EXERCISE INSTRUCTIONS:
Would you please copy each line below that includes the string "Collection"?

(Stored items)
━━━━━━
use std::any::Any;
use std::cell::RefCell;
use std::fmt;
use std::panic::Location;
use std::rc::Rc;

use crate::arena::{BindingId, CellId};
use crate::runtime::{Runtime, Stored};

/// A reusable binding: the function that computes a property's value.
///
/// A binding is inert until it is installed with
/// [`Bindable::set_binding`](crate::Bindable::set_binding). Installing it
/// evaluates it once and from then on every property it reads is tracked as
/// a dependency. Removing a binding with
/// [`Bindable::take_binding`](crate::Bindable::take_binding) hands it back so
/// it can be installed on another property of the same type.
///
/// By default a binding is lazy: when a dependency changes it is only marked
/// dirty and recomputes on the next read. [`eager`](Self::eager) bindings
/// recompute as soon as the outermost mutation finishes.
///
/// A plain [`set`](crate::Bindable::set) removes the binding unless it is
/// [`sticky`](Self::sticky).
///
/// # Example
///
/// ```
/// use propgraph::{PropertyBinding, Runtime};
///
/// let runtime = Runtime::new();
/// let celsius = runtime.property(20.0);
/// let fahrenheit = runtime.property(0.0);
///
/// let c = celsius.bindable();
/// fahrenheit.set_binding(PropertyBinding::new(move || c.get() * 9.0 / 5.0 + 32.0));
/// assert_eq!(fahrenheit.get(), 68.0);
/// ```
pub struct PropertyBinding<T> {
    function: Box<dyn FnMut() -> T>,
    location: &'static Location<'static>,
    eager: Option<bool>,
    sticky: bool,
}

impl<T: 'static> PropertyBinding<T> {
    /// Wrap `function`, recording the caller's location for diagnostics.
    #[track_caller]
    pub fn new(function: impl FnMut() -> T + 'static) -> Self {
        Self {
            function: Box::new(function),
            location: Location::caller(),
            eager: None,
            sticky: false,
        }
    }

    /// Recompute as soon as a dependency changes instead of on the next read.
    pub fn eager(mut self) -> Self {
        self.eager = Some(true);
        self
    }

    /// Recompute on the next read, even if the runtime defaults to eager.
    pub fn lazy(mut self) -> Self {
        self.eager = Some(false);
        self
    }

    /// Keep the binding installed when the property is written directly.
    ///
    /// The written value holds until a dependency changes and the binding
    /// recomputes. [`take_binding`](crate::Bindable::take_binding) and
    /// [`remove_binding`](crate::Bindable::remove_binding) still remove it.
    pub fn sticky(mut self) -> Self {
        self.sticky = true;
        self
    }

    /// Whether the binding survives direct writes.
    pub fn is_sticky(&self) -> bool {
        self.sticky
    }

    /// Where this binding was created.
    pub fn location(&self) -> &'static Location<'static> {
        self.location
    }

    /// The explicit evaluation policy, if one was chosen.
    pub fn is_eager(&self) -> Option<bool> {
        self.eager
    }
}

impl<T> fmt::Debug for PropertyBinding<T> {
    fn fmt(&self, f: &mut fmt::Formatter<'_>) -> fmt::Result {
        f.debug_struct("PropertyBinding")
            .field("location", &self.location)
            .field("eager", &self.eager)
            .field("sticky", &self.sticky)
            .finish_non_exhaustive()
    }
}

/// Type-erased evaluation function stored in a binding record.
pub(crate) trait BindingFunction {
    /// Run the user function and store its result into the owning cell.
    fn evaluate(&mut self, runtime: &Runtime, binding: BindingId) -> Stored;

    /// Recover the concrete type, used to hand a removed binding back.
    fn into_any(self: Box<Self>) -> Box<dyn Any>;
}

/// The binding function of a `Property<T>`.
pub(crate) struct TypedBinding<T> {
    binding: PropertyBinding<T>,
    owner: CellId,
    storage: Rc<RefCell<T>>,
}

impl<T: Clone + PartialEq + 'static> TypedBinding<T> {
    pub(crate) fn new(binding: PropertyBinding<T>, owner: CellId, storage: Rc<RefCell<T>>) -> Self {
        Self {
            binding,
            owner,
            storage,
        }
    }

    /// Turn a removed binding function back into the user's binding.
    pub(crate) fn recover(function: Box<dyn BindingFunction>) -> Option<PropertyBinding<T>> {
        function
            .into_any()
            .downcast::<TypedBinding<T>>()
            .ok()
            .map(|typed| typed.binding)
    }
}

impl<T: Clone + PartialEq + 'static> BindingFunction for TypedBinding<T> {
    fn evaluate(&mut self, runtime: &Runtime, binding: BindingId) -> Stored {
        let value = (self.binding.function)();
        // A loop detected during the pass invalidates its result.
        if runtime.evaluation_failed(binding) {
            return Stored::Unchanged;
        }
        runtime.store_value(self.owner, &self.storage, value)
    }

    fn into_any(self: Box<Self>) -> Box<dyn Any> {
        self
    }
}

#[cfg(test)]
mod tests {
    use super::*;

    #[test]
    fn binding_records_creation_site() {
        let binding = PropertyBinding::new(|| 1);
        assert_eq!(binding.location().file(), file!());
        assert_eq!(binding.is_eager(), None);
        assert_eq!(binding.eager().is_eager(), Some(true));
        assert_eq!(PropertyBinding::new(|| 1).lazy().is_eager(), Some(false));
    }

    #[test]
    fn recover_checks_the_value_type() {
        let runtime = Runtime::new();
        let cell = runtime.property(0u32);
        let function: Box<dyn BindingFunction> = Box::new(TypedBinding::new(
            PropertyBinding::new(|| 3u32),
            cell.id(),
            Rc::new(RefCell::new(0u32)),
        ));
        assert!(TypedBinding::<i64>::recover(function).is_none());

        let function: Box<dyn BindingFunction> = Box::new(TypedBinding::new(
            PropertyBinding::new(|| 3u32),
            cell.id(),
            Rc::new(RefCell::new(0u32)),
        ));
        let mut binding = TypedBinding::<u32>::recover(function).unwrap();
        assert_eq!((binding.function)(), 3);
    }
}
use std::sync::Arc;

use axum::{
    extract::Extension,
    http::StatusCode,
    response::IntoResponse,
    routing::post,
    Json, Router,
};

use husktrack_purchasing::Purchase;
use husktrack_store::Collection;

use crate::app::dto;
use crate::app::errors;
use crate::app::state::AppServices;

pub fn router() -> Router {
    Router::new().route("/", post(record_purchase).get(list_purchases))
}

/// Record a coconut purchase. One atomic operation behind this: the purchase
/// document, the paired expense entry, and the stock raise land together.
pub async fn record_purchase(
    Extension(services): Extension<Arc<AppServices>>,
    Json(body): Json<dto::CreatePurchaseRequest>,
) -> axum::response::Response {
    let input = match body.into_input() {
        Ok(v) => v,
        Err(fields) => return errors::validation_error(fields),
    };
    match services.ledger().record_purchase(input) {
        Ok(receipt) => (StatusCode::CREATED, Json(receipt)).into_response(),
        Err(e) => errors::ledger_error_to_response(e),
    }
}

pub async fn list_purchases(
    Extension(services): Extension<Arc<AppServices>>,
) -> axum::response::Response {
    match services.list_records::<Purchase>(Collection::CoconutPurchases) {
        Ok(items) => Json(serde_json::json!({ "items": items })).into_response(),
        Err(e) => errors::store_error_to_response(e),
    }
}
use chrono::{DateTime, Utc};
use serde::{Deserialize, Serialize};
use thiserror::Error;

/// One month of ledger totals, as handed in by the caller.
#[derive(Debug, Clone, Copy, PartialEq, Eq, Serialize, Deserialize)]
pub struct MonthSnapshot {
    /// Calendar month, 1-12.
    pub month: u32,
    pub sales: i64,
    pub expenses: i64,
}

/// Plain snapshot of the business figures the narrative is grounded on.
///
/// Deliberately decoupled from the finance crate's types so this crate never
/// grows a domain dependency.
#[derive(Debug, Clone, PartialEq, Eq, Serialize, Deserialize)]
pub struct FinanceSnapshot {
    pub total_income: i64,
    pub total_expenses: i64,
    pub net: i64,
    pub months: Vec<MonthSnapshot>,
}

/// A user's request for a narrative analysis.
#[derive(Debug, Clone, PartialEq, Eq, Serialize, Deserialize)]
pub struct NarrativeRequest {
    /// Free-text question or focus ("how did exports do this quarter?").
    pub question: String,
}

/// The generated narrative.
#[derive(Debug, Clone, PartialEq, Eq, Serialize, Deserialize)]
pub struct NarrativeSummary {
    pub text: String,
    pub generated_at: DateTime<Utc>,
}

#[derive(Debug, Error)]
pub enum NarrativeError {
    #[error("empty question")]
    EmptyQuestion,

    #[error("generation failed: {0}")]
    GenerationFailed(String),
}

/// Opaque text-generation collaborator: context blob in, analysis out.
pub trait TextGenerator: Send + Sync {
    fn generate(&self, prompt: &str) -> Result<String, NarrativeError>;
}

/// Assemble the plain-text context blob (figures summary + user request)
/// that is handed to the generator.
pub fn build_prompt(snapshot: &FinanceSnapshot, request: &NarrativeRequest) -> String {
    let mut prompt = String::new();
    prompt.push_str("Business figures (amounts in smallest currency unit):\n");
    prompt.push_str(&format!(
        "total income: {}\ntotal expenses: {}\nnet: {}\n",
        snapshot.total_income, snapshot.total_expenses, snapshot.net
    ));
    for m in &snapshot.months {
        prompt.push_str(&format!(
            "month {:02}: sales {}, expenses {}\n",
            m.month, m.sales, m.expenses
        ));
    }
    prompt.push_str("\nQuestion: ");
    prompt.push_str(request.question.trim());
    prompt
}

/// Run a narrative request through a generator.
pub fn summarize<G: TextGenerator + ?Sized>(
    generator: &G,
    snapshot: &FinanceSnapshot,
    request: &NarrativeRequest,
) -> Result<NarrativeSummary, NarrativeError> {
    if request.question.trim().is_empty() {
        return Err(NarrativeError::EmptyQuestion);
    }

    let prompt = build_prompt(snapshot, request);
    let text = generator.generate(&prompt)?;
    Ok(NarrativeSummary {
        text,
        generated_at: Utc::now(),
    })
}

/// Deterministic generator for tests and offline development: restates the
/// headline figures instead of calling a hosted model.
#[derive(Debug, Default, Clone, Copy)]
pub struct TemplateGenerator;

impl TextGenerator for TemplateGenerator {
    fn generate(&self, prompt: &str) -> Result<String, NarrativeError> {
        let headline = prompt
            .lines()
            .find(|line| line.starts_with("net: "))
            .unwrap_or("net: unknown");
        Ok(format!(
            "Summary based on the supplied ledger figures ({headline}). \
             Review the monthly breakdown for trends."
        ))
    }
}
use std::sync::Arc;

use axum::{
    extract::{Extension, Query},
    http::StatusCode,
    response::IntoResponse,
    routing::{get, post},
    Json, Router,
};
use chrono::{Datelike, Utc};
use serde::Deserialize;

use husktrack_finance::{FinancialTransaction, MonthTotals, MonthlyBreakdown};
use husktrack_store::Collection;

use crate::app::dto;
use crate::app::errors;
use crate::app::state::AppServices;

pub fn router() -> Router {
    Router::new()
        .route("/transactions", post(record_transaction).get(list_transactions))
        .route("/monthly", get(monthly_breakdown))
}

#[derive(Debug, Deserialize)]
pub struct YearQuery {
    pub year: Option<i32>,
}

pub async fn record_transaction(
    Extension(services): Extension<Arc<AppServices>>,
    Json(body): Json<dto::CreateTransactionRequest>,
) -> axum::response::Response {
    match services.ledger().record_transaction(body.into_input()) {
        Ok(tx) => (StatusCode::CREATED, Json(tx)).into_response(),
        Err(e) => errors::ledger_error_to_response(e),
    }
}

pub async fn list_transactions(
    Extension(services): Extension<Arc<AppServices>>,
) -> axum::response::Response {
    match services.list_records::<FinancialTransaction>(Collection::FinancialTransactions) {
        Ok(mut items) => {
            items.sort_by_key(|tx| tx.occurred_at);
            Json(serde_json::json!({ "items": items })).into_response()
        }
        Err(e) => errors::store_error_to_response(e),
    }
}

/// Twelve months of income/expense totals for the requested year (current
/// year when omitted). Derived freshly from the ledger on each call.
pub async fn monthly_breakdown(
    Extension(services): Extension<Arc<AppServices>>,
    Query(query): Query<YearQuery>,
) -> axum::response::Response {
    let year = query.year.unwrap_or_else(|| Utc::now().year());
    let transactions =
        match services.list_records::<FinancialTransaction>(Collection::FinancialTransactions) {
            Ok(v) => v,
            Err(e) => return errors::store_error_to_response(e),
        };

    let breakdown = MonthlyBreakdown::for_year(&transactions, year);
    let (total_income, total_expenses) = breakdown.totals();
    let months: Vec<MonthTotals> = breakdown.collect();

    Json(serde_json::json!({
        "year": year,
        "months": months,
        "total_income": total_income,
        "total_expenses": total_expenses,
    }))
    .into_response()
}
━━━━━━
RESPONSE TO THE EXERCISE:
use husktrack_store::Collection;
    match services.list_records::<Purchase>(Collection::CoconutPurchases) {
use husktrack_store::Collection;
    match services.list_records::<FinancialTransaction>(Collection::FinancialTransactions) {
        match services.list_records::<FinancialTransaction>(Collection::FinancialTransactions) {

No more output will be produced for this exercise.